Umgang in der Praxis mit Fremdsanktionsregimen unter Beachtung des §7 AWV
Im internationalen Geschäftsverkehr, bspw. bei Konsortialfinanzierungen oder Fondsbeteiligungen, können Nicht-EU-Finanzierungspartner auf die Einhaltung von Fremdsanktionsregime drängen.
Als Fremdsanktionsregime sind Sanktions- und Embargobestimmungen von Nicht-EU-Staaten / Drittstaaten zu verstehen.
Die Abgabe einer solchen Zusicherungen kann einen Verstoß gegen §7 AWV (Stand: Februar 2023) darstellen.
Die Abgabe einer Erklärung im Außenwirtschaftsverkehr, durch die sich ein Inländer an einem Boykott gegen einen anderen Staat beteiligt (Boykott-Erklärung), ist verboten. Satz 1 gilt nicht für eine Erklärung, die abgegeben wird, um den Anforderungen einer wirtschaftlichen Sanktionsmaßnahme eines Staates gegen einen anderen Staat zu genügen, gegen den auch
1. der Sicherheitsrat der Vereinten Nationen nach Kapitel VII der Charta der Vereinten Nationen,
2. der Rat der Europäischen Union im Rahmen des Kapitels 2 des Vertrags über die Europäische Union oder
3. die Bundesrepublik Deutschland
wirtschaftliche Sanktionsmaßnahmen beschlossen haben.
Demnach ist es einem in Deutschland ansässigen Wirtschaftsvertreter grundsätzlich untersagt, die Anwendung eines Fremdsanktionsregimes zuzusichern. Einschränkend wirkt hingegen Satz 2, wonach das Verbot einer Boykott-Erklärung nicht gegeben ist, wenn es sich um eine Sanktionsmaßnahme gegen einen Staat handelt, gegen den die Vereinten Nationen (VN), die EU oder BRD ebenfalls wirtschaftliche Sanktionen erlassen haben.

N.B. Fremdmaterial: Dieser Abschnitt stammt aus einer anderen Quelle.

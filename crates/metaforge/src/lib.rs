//! Metaforge: LPML Tool Engine
//!
//! Metaforge turns the markup an agent writes into its responses into file
//! operations against an in-memory project, and reports what happened back to
//! the agent loop.
//!
//! A turn flows one way:
//!
//! ```text
//! agent text ──► lpml::parse ──► node tree ──► ToolExecutor ──► results
//!                                                  │
//!                                                  ▼
//!                                              VirtualFs
//! ```
//!
//! [`Engine`] bundles the three pieces for callers that drive a full agent
//! loop.

mod config;
mod turn;

pub mod lpml;
pub mod tools;
pub mod vfs;

pub use config::{ConfigError, EngineConfig};
pub use lpml::{Element, Node, ParseOptions};
pub use tools::{
    Execution, Interrupt, InterruptKind, InterruptPrecedence, RenderSurface, SurfaceError,
    ToolError, ToolExecutor, ToolResult, ToolStatus,
};
pub use turn::{Attachment, Engine, TurnOutcome, render_tool_outputs};
pub use vfs::{ChangeEvent, EditMode, FsError, ListenerId, VirtualFs};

In der korrespondierenden Verordnungsbegründung wird klargestellt, dass es unerheblich sei, ob eine einheitliche außenpolitische Stoßrichtung, zwischen den EU-Sanktionen und Fremdsanktionen besteht oder die betrachteten Sanktionsregime in Teilen, z.B. über Listeneinträge oder betroffenen Sektoren, kongruent sind. In den Fällen, in denen sich jedoch die Sanktionen der VN, EU oder BRD auf gelistete natürliche oder juristische Personen beschränken und nicht spezifisch gegen einen Staat gerichtet sind, begründen diese Listungen keine wirtschaftlichen Sanktionsmaßnahmen gegen einen anderen Staat.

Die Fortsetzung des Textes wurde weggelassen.